Pink Tiles (super-short story)


     Every time I go into this tomb of a bathroom, I cringe.  It is cold in the bathroom in the winter.  But that is not what makes it so unpleasant.  The water periodically turns ice-cold; however that is also not what makes it so unpleasant.  The bathroom is small and inconvenient, and the boys always miss.  The sides of the toilet and the floor around it always have to be cleansed of that urine and odor.  The faucet is incessantly dripping, no matter who or how many times it is fixed.  But I don’t mind any of that at all. The sole reason I hate this bathroom is the pink tiles.  They are ugly pink “project” tiles.  There is no glow to them, they aren’t bright, hot or even pastel; pastel I probably could deal with.  No, these tiles are dull, dusty, dirty-pink tiles; that’s what they are.  And I am stuck with them.

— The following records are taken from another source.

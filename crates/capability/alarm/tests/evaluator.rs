use domain::{AlarmStatus, AlarmType, DataPoint};
use ems_alarm::AlarmEvaluator;
use ems_storage::{ConfigStore, InMemoryConfigStore};
use std::sync::Arc;

fn boiler() -> DataPoint {
    let mut point = DataPoint::new(7, 1, "boiler", "40001", "float32");
    point.alarm_enabled = true;
    point.alarm_high = Some(100.0);
    point
}

fn setup() -> (Arc<InMemoryConfigStore>, AlarmEvaluator) {
    let store = Arc::new(InMemoryConfigStore::new());
    let evaluator = AlarmEvaluator::new(store.clone());
    (store, evaluator)
}

#[tokio::test]
async fn raises_once_and_clears_on_return() {
    let (store, evaluator) = setup();
    let point = boiler();

    let mut events = Vec::new();
    for value in [50.0, 150.0, 160.0] {
        if let Some(event) = evaluator.evaluate(&point, Some(value)).await.expect("evaluate") {
            events.push(event);
        }
    }
    assert_eq!(events.len(), 1);
    assert_eq!(events[0].alarm_type, "HIGH");
    assert_eq!(events[0].value, 150.0);
    assert_eq!(events[0].threshold, 100.0);
    assert_eq!(
        store.list_alarms(Some(AlarmStatus::Active)).await.expect("list").len(),
        1
    );

    let event = evaluator.evaluate(&point, Some(90.0)).await.expect("evaluate");
    assert!(event.is_none());
    assert!(store
        .find_active_alarm(point.id, AlarmType::High)
        .await
        .expect("find")
        .is_none());
    let cleared = store
        .list_alarms(Some(AlarmStatus::Cleared))
        .await
        .expect("list");
    assert_eq!(cleared.len(), 1);
    assert_eq!(cleared[0].level, "WARNING");
}

#[tokio::test]
async fn disabled_or_missing_values_are_ignored() {
    let (store, evaluator) = setup();
    let mut point = boiler();

    assert!(evaluator.evaluate(&point, None).await.expect("evaluate").is_none());
    point.alarm_enabled = false;
    assert!(evaluator.evaluate(&point, Some(500.0)).await.expect("evaluate").is_none());
    assert!(store.list_alarms(None).await.expect("list").is_empty());
}

#[tokio::test]
async fn high_and_low_are_tracked_separately() {
    let (store, evaluator) = setup();
    let mut point = boiler();
    point.alarm_low = Some(10.0);

    evaluator.evaluate(&point, Some(5.0)).await.expect("low");
    evaluator.evaluate(&point, Some(120.0)).await.expect("high");
    evaluator.evaluate(&point, Some(4.0)).await.expect("low again");

    let active = store
        .list_alarms(Some(AlarmStatus::Active))
        .await
        .expect("list");
    assert_eq!(active.len(), 2);
    assert!(active.iter().any(|a| a.alarm_type == AlarmType::High));
    assert!(active.iter().any(|a| a.alarm_type == AlarmType::Low));
}

#[tokio::test(flavor = "multi_thread", worker_threads = 4)]
async fn concurrent_crossings_keep_a_single_active_alarm() {
    let store = Arc::new(InMemoryConfigStore::new());
    let evaluator = Arc::new(AlarmEvaluator::new(store.clone()));
    let point = boiler();

    let mut tasks = Vec::new();
    for i in 0..16 {
        let evaluator = Arc::clone(&evaluator);
        let point = point.clone();
        tasks.push(tokio::spawn(async move {
            evaluator
                .evaluate(&point, Some(150.0 + f64::from(i)))
                .await
                .expect("evaluate")
        }));
    }
    let mut raised = 0;
    for task in tasks {
        if task.await.expect("join").is_some() {
            raised += 1;
        }
    }

    assert_eq!(raised, 1);
    assert_eq!(
        store.list_alarms(Some(AlarmStatus::Active)).await.expect("list").len(),
        1
    );
}
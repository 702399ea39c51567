//! 协议客户端抽象

use crate::error::ProtocolError;
use crate::types::{RawValue, Selector};
use async_trait::async_trait;
use domain::ProtocolKind;

/// 单条物理/逻辑连接上的协议客户端。
///
/// 调用顺序：`connect` → 任意次 `read`/`write` → `disconnect`。
/// 未连接（或断开后）调用读写返回 [`ProtocolError::NotConnected`]。
/// 超时或链路错误不会修改连接状态，是否重连由设备管理器决定。
#[async_trait]
pub trait ProtocolClient: Send {
    fn kind(&self) -> ProtocolKind;

    async fn connect(&mut self) -> Result<(), ProtocolError>;

    async fn disconnect(&mut self) -> Result<(), ProtocolError>;

    async fn read(&mut self, selector: &Selector) -> Result<RawValue, ProtocolError>;

    async fn write(&mut self, selector: &Selector, value: &RawValue) -> Result<(), ProtocolError>;

    fn is_connected(&self) -> bool;
}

           Everyone has left for the day for work and to school.  I was to be the last person to leave the house.  But I couldn’t leave right now if I wanted to, because I am stuck here for the duration, stuck on the ugly, ominously slippery, pink tiles.  My husband works all day, and he has been taking overtime; my children go to after-school programs.  So, as I said, I am here for a while.  And these tiles are enough to drive a person screwy. 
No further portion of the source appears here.